(Supplied records Opens)

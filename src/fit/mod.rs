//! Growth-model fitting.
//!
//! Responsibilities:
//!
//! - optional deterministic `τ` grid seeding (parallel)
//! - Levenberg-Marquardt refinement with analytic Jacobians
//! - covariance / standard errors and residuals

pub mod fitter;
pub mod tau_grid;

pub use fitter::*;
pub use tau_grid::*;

(Supplied records Closes)
(Supplied records Opens)

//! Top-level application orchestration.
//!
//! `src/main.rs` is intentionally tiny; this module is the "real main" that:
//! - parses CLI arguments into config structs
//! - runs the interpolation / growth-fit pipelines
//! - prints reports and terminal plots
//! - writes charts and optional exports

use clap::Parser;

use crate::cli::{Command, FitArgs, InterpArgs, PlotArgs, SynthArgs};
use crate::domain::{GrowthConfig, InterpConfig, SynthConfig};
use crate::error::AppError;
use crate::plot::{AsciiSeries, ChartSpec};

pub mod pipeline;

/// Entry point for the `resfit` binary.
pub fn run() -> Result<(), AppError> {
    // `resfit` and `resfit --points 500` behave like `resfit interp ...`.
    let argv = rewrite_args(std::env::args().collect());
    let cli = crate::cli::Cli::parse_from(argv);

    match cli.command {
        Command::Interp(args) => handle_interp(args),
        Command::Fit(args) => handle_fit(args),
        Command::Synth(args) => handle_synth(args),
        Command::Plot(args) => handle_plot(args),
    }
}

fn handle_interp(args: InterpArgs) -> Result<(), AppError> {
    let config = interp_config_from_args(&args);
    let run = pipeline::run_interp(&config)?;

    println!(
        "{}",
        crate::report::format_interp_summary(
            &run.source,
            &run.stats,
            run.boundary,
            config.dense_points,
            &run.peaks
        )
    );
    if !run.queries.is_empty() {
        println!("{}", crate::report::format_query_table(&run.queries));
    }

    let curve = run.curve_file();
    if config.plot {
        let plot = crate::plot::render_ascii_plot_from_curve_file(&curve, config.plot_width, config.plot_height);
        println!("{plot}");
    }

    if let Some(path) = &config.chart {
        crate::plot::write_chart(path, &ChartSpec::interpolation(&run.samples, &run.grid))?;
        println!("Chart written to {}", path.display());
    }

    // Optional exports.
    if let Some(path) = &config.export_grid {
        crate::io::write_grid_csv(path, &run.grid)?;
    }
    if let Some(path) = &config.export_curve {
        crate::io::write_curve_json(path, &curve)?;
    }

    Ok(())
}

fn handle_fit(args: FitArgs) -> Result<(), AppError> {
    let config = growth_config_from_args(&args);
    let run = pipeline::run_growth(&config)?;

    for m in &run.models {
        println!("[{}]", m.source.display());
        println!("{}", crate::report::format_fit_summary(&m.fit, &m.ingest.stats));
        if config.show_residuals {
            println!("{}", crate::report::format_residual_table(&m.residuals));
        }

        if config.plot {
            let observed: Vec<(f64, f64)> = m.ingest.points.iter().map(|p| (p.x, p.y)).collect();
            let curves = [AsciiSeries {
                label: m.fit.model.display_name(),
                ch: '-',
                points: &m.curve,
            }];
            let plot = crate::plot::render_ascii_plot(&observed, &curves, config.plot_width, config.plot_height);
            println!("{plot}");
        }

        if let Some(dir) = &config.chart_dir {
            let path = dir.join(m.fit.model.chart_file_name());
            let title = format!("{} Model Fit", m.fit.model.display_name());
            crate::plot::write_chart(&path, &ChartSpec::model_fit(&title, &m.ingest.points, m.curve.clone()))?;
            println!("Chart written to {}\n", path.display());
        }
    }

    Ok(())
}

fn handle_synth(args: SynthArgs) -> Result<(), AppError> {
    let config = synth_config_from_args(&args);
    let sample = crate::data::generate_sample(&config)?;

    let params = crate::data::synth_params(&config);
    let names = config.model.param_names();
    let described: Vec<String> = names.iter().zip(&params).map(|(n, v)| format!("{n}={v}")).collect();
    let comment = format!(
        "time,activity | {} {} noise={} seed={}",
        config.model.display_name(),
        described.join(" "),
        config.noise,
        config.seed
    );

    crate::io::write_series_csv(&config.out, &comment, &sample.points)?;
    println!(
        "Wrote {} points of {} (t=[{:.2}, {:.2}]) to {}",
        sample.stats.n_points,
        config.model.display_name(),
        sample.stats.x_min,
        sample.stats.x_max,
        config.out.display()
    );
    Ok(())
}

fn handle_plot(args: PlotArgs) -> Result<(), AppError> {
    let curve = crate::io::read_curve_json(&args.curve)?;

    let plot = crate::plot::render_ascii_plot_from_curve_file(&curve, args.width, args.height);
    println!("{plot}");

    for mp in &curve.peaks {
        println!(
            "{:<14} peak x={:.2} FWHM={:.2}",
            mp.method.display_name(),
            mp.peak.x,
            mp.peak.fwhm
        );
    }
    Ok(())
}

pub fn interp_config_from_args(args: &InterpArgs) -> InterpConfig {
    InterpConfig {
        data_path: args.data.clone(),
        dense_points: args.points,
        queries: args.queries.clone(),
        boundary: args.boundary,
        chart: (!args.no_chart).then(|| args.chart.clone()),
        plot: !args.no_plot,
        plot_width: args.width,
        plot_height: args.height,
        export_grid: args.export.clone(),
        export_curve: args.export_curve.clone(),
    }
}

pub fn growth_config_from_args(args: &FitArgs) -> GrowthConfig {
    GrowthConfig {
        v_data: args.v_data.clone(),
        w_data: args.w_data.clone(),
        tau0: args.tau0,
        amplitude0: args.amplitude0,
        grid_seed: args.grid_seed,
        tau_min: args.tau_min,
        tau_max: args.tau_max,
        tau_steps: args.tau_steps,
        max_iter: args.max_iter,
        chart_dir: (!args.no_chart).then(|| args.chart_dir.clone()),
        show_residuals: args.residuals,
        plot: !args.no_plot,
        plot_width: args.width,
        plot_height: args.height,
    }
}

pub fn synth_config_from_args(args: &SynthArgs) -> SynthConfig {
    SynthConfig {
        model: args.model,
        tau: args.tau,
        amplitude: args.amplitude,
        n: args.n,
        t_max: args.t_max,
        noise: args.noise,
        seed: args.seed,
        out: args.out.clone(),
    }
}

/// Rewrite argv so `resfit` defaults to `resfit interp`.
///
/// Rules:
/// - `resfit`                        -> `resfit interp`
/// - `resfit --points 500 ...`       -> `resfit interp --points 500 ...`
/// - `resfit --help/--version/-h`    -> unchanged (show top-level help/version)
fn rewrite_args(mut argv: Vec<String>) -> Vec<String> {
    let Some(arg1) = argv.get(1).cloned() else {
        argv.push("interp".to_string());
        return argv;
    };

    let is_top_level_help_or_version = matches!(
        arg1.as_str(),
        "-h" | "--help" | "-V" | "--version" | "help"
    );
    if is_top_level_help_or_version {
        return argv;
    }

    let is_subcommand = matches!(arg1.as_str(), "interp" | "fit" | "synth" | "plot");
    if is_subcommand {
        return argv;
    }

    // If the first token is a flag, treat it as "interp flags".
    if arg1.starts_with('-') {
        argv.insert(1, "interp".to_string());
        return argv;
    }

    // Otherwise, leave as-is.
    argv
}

(Supplied records Closes)

> **Action item**:
Check each line of the data for "names". Copy the lines where it turns up.

> **Reply**:
    let names = config.model.param_names();
    let described: Vec<String> = names.iter().zip(&params).map(|(n, v)| format!("{n}={v}")).collect();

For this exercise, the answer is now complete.